YOUR INSTRUCTIONS: The whole listing below is to be returned without alteration.

INPUT MATERIAL:
- - -
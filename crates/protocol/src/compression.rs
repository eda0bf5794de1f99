//! Pluggable payload compression.
//!
//! The channel treats compression as a strategy chosen at construction time:
//! [`NoCompression`] passes bytes through, [`Lz4Compressor`] uses LZ4 block
//! compression with a 4-byte little-endian size prefix.

use serde::{Deserialize, Serialize};

use crate::error::{ProtocolError, Result};

/// Largest decompressed size accepted from a peer (16 MB).
pub const MAX_DECOMPRESSED_SIZE: usize = 16 * 1024 * 1024;

/// A compression strategy.
pub trait Compressor: Send + Sync + std::fmt::Debug {
    /// Compresses `data`.
    fn compress(&self, data: &[u8]) -> Result<Vec<u8>>;

    /// Reverses [`Compressor::compress`].
    fn decompress(&self, data: &[u8]) -> Result<Vec<u8>>;

    /// Short name of the strategy, for logs.
    fn name(&self) -> &'static str;
}

/// Identity strategy.
#[derive(Debug, Clone, Copy, Default)]
pub struct NoCompression;

impl Compressor for NoCompression {
    fn compress(&self, data: &[u8]) -> Result<Vec<u8>> {
        Ok(data.to_vec())
    }

    fn decompress(&self, data: &[u8]) -> Result<Vec<u8>> {
        Ok(data.to_vec())
    }

    fn name(&self) -> &'static str {
        "none"
    }
}

/// LZ4 block compression.
#[derive(Debug, Clone, Copy, Default)]
pub struct Lz4Compressor;

impl Compressor for Lz4Compressor {
    fn compress(&self, data: &[u8]) -> Result<Vec<u8>> {
        Ok(lz4_flex::compress_prepend_size(data))
    }

    fn decompress(&self, data: &[u8]) -> Result<Vec<u8>> {
        // Check the declared size before lz4_flex allocates for it
        if data.len() >= 4 {
            let declared = u32::from_le_bytes([data[0], data[1], data[2], data[3]]) as usize;
            if declared > MAX_DECOMPRESSED_SIZE {
                return Err(ProtocolError::Compression(format!(
                    "decompressed size {} exceeds maximum of {} bytes",
                    declared, MAX_DECOMPRESSED_SIZE
                )));
            }
        }

        Ok(lz4_flex::decompress_size_prepended(data)?)
    }

    fn name(&self) -> &'static str {
        "lz4"
    }
}

/// Selects a compression strategy.
#[derive(Debug, Clone, Copy, PartialEq, Eq, Default, Serialize, Deserialize)]
#[serde(rename_all = "lowercase")]
pub enum CompressionKind {
    /// No compression.
    #[default]
    None,
    /// LZ4 block compression.
    Lz4,
}

impl CompressionKind {
    /// Builds the strategy.
    pub fn build(self) -> Box<dyn Compressor> {
        match self {
            CompressionKind::None => Box::new(NoCompression),
            CompressionKind::Lz4 => Box::new(Lz4Compressor),
        }
    }
}

impl std::str::FromStr for CompressionKind {
    type Err = ProtocolError;

    fn from_str(s: &str) -> Result<Self> {
        match s.to_ascii_lowercase().as_str() {
            "none" | "off" | "false" => Ok(CompressionKind::None),
            "lz4" | "on" | "true" => Ok(CompressionKind::Lz4),
            other => Err(ProtocolError::Compression(format!(
                "unknown compression kind: {}",
                other
            ))),
        }
    }
}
- - -
TASK RESPONSE:
filename crates/protocol/src/compression.rs
repository eda0bf5794de1f99
//! Pluggable payload compression.
//!
//! The channel treats compression as a strategy chosen at construction time:
//! [`NoCompression`] passes bytes through, [`Lz4Compressor`] uses LZ4 block
//! compression with a 4-byte little-endian size prefix.

use serde::{Deserialize, Serialize};

use crate::error::{ProtocolError, Result};

/// Largest decompressed size accepted from a peer (16 MB).
pub const MAX_DECOMPRESSED_SIZE: usize = 16 * 1024 * 1024;

/// A compression strategy.
pub trait Compressor: Send + Sync + std::fmt::Debug {
    /// Compresses `data`.
    fn compress(&self, data: &[u8]) -> Result<Vec<u8>>;

    /// Reverses [`Compressor::compress`].
    fn decompress(&self, data: &[u8]) -> Result<Vec<u8>>;

    /// Short name of the strategy, for logs.
    fn name(&self) -> &'static str;
}

/// Identity strategy.
#[derive(Debug, Clone, Copy, Default)]
pub struct NoCompression;

impl Compressor for NoCompression {
    fn compress(&self, data: &[u8]) -> Result<Vec<u8>> {
        Ok(data.to_vec())
    }

    fn decompress(&self, data: &[u8]) -> Result<Vec<u8>> {
        Ok(data.to_vec())
    }

    fn name(&self) -> &'static str {
        "none"
    }
}

/// LZ4 block compression.
#[derive(Debug, Clone, Copy, Default)]
pub struct Lz4Compressor;

impl Compressor for Lz4Compressor {
    fn compress(&self, data: &[u8]) -> Result<Vec<u8>> {
        Ok(lz4_flex::compress_prepend_size(data))
    }

    fn decompress(&self, data: &[u8]) -> Result<Vec<u8>> {
        // Check the declared size before lz4_flex allocates for it
        if data.len() >= 4 {
            let declared = u32::from_le_bytes([data[0], data[1], data[2], data[3]]) as usize;
            if declared > MAX_DECOMPRESSED_SIZE {
                return Err(ProtocolError::Compression(format!(
                    "decompressed size {} exceeds maximum of {} bytes",
                    declared, MAX_DECOMPRESSED_SIZE
                )));
            }
        }

        Ok(lz4_flex::decompress_size_prepended(data)?)
    }

    fn name(&self) -> &'static str {
        "lz4"
    }
}

/// Selects a compression strategy.
#[derive(Debug, Clone, Copy, PartialEq, Eq, Default, Serialize, Deserialize)]
#[serde(rename_all = "lowercase")]
pub enum CompressionKind {
    /// No compression.
    #[default]
    None,
    /// LZ4 block compression.
    Lz4,
}

impl CompressionKind {
    /// Builds the strategy.
    pub fn build(self) -> Box<dyn Compressor> {
        match self {
            CompressionKind::None => Box::new(NoCompression),
            CompressionKind::Lz4 => Box::new(Lz4Compressor),
        }
    }
}

impl std::str::FromStr for CompressionKind {
    type Err = ProtocolError;

    fn from_str(s: &str) -> Result<Self> {
        match s.to_ascii_lowercase().as_str() {
            "none" | "off" | "false" => Ok(CompressionKind::None),
            "lz4" | "on" | "true" => Ok(CompressionKind::Lz4),
            other => Err(ProtocolError::Compression(format!(
                "unknown compression kind: {}",
                other
            ))),
        }
    }
}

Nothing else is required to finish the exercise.